◆ **What the task asks**: Here are some records. Copy each one exactly.

[Collected data]
-----

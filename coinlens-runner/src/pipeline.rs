//! Single-run pipeline: fetch → shape → summarize → export.

use crate::config::RunConfig;
use crate::export::{export_workbook, ExportError};
use coinlens_core::data::{FetchError, MarketDataProvider};
use coinlens_core::{shape, summarize_with, MarketSummary, ShapeError, SummaryError};
use std::path::PathBuf;
use thiserror::Error;
use tracing::{info, warn};

#[derive(Debug, Error)]
pub enum PipelineError {
    #[error("error fetching data: {0}")]
    Fetch(#[from] FetchError),

    #[error("shaping failed: {0}")]
    Shape(#[from] ShapeError),

    #[error("summary failed: {0}")]
    Summary(#[from] SummaryError),

    #[error("export failed: {0}")]
    Export(#[from] ExportError),
}

/// What a successful run produced.
#[derive(Debug, Clone)]
pub enum RunOutcome {
    /// The workbook was written.
    Exported {
        path: PathBuf,
        rows: usize,
        summary: MarketSummary,
    },
    /// The provider returned no records; nothing was shaped or written.
    NothingToProcess,
}

/// Run every stage once against `provider`.
///
/// Stages run strictly in order and each consumes the previous stage's
/// output. Any stage error ends the run before the export step, so no file is
/// touched unless the whole table shaped and summarized cleanly.
pub fn run_pipeline(
    provider: &dyn MarketDataProvider,
    config: &RunConfig,
) -> Result<RunOutcome, PipelineError> {
    let fetched = provider.fetch(&config.source.query())?;
    if fetched.records.is_empty() {
        warn!(provider = provider.name(), "no market records returned; skipping export");
        return Ok(RunOutcome::NothingToProcess);
    }
    info!(
        provider = provider.name(),
        source = ?fetched.source,
        count = fetched.records.len(),
        "snapshot received"
    );

    let table = shape(&fetched.records)?;
    let summary = summarize_with(&table, config.output.top_n)?;
    info!(
        mean_price = summary.mean_price,
        highest = %summary.highest_change.symbol,
        lowest = %summary.lowest_change.symbol,
        "summary computed"
    );

    let path = export_workbook(&config.output.path, &table, &summary)?;
    Ok(RunOutcome::Exported {
        path,
        rows: table.len(),
        summary,
    })
}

-----

◆ **Exercise output**:
filename coinlens-runner/src/pipeline.rs
//! Single-run pipeline: fetch → shape → summarize → export.

use crate::config::RunConfig;
use crate::export::{export_workbook, ExportError};
use coinlens_core::data::{FetchError, MarketDataProvider};
use coinlens_core::{shape, summarize_with, MarketSummary, ShapeError, SummaryError};
use std::path::PathBuf;
use thiserror::Error;
use tracing::{info, warn};

#[derive(Debug, Error)]
pub enum PipelineError {
    #[error("error fetching data: {0}")]
    Fetch(#[from] FetchError),

    #[error("shaping failed: {0}")]
    Shape(#[from] ShapeError),

    #[error("summary failed: {0}")]
    Summary(#[from] SummaryError),

    #[error("export failed: {0}")]
    Export(#[from] ExportError),
}

/// What a successful run produced.
#[derive(Debug, Clone)]
pub enum RunOutcome {
    /// The workbook was written.
    Exported {
        path: PathBuf,
        rows: usize,
        summary: MarketSummary,
    },
    /// The provider returned no records; nothing was shaped or written.
    NothingToProcess,
}

/// Run every stage once against `provider`.
///
/// Stages run strictly in order and each consumes the previous stage's
/// output. Any stage error ends the run before the export step, so no file is
/// touched unless the whole table shaped and summarized cleanly.
pub fn run_pipeline(
    provider: &dyn MarketDataProvider,
    config: &RunConfig,
) -> Result<RunOutcome, PipelineError> {
    let fetched = provider.fetch(&config.source.query())?;
    if fetched.records.is_empty() {
        warn!(provider = provider.name(), "no market records returned; skipping export");
        return Ok(RunOutcome::NothingToProcess);
    }
    info!(
        provider = provider.name(),
        source = ?fetched.source,
        count = fetched.records.len(),
        "snapshot received"
    );

    let table = shape(&fetched.records)?;
    let summary = summarize_with(&table, config.output.top_n)?;
    info!(
        mean_price = summary.mean_price,
        highest = %summary.highest_change.symbol,
        lowest = %summary.lowest_change.symbol,
        "summary computed"
    );

    let path = export_workbook(&config.output.path, &table, &summary)?;
    Ok(RunOutcome::Exported {
        path,
        rows: table.len(),
        summary,
    })
}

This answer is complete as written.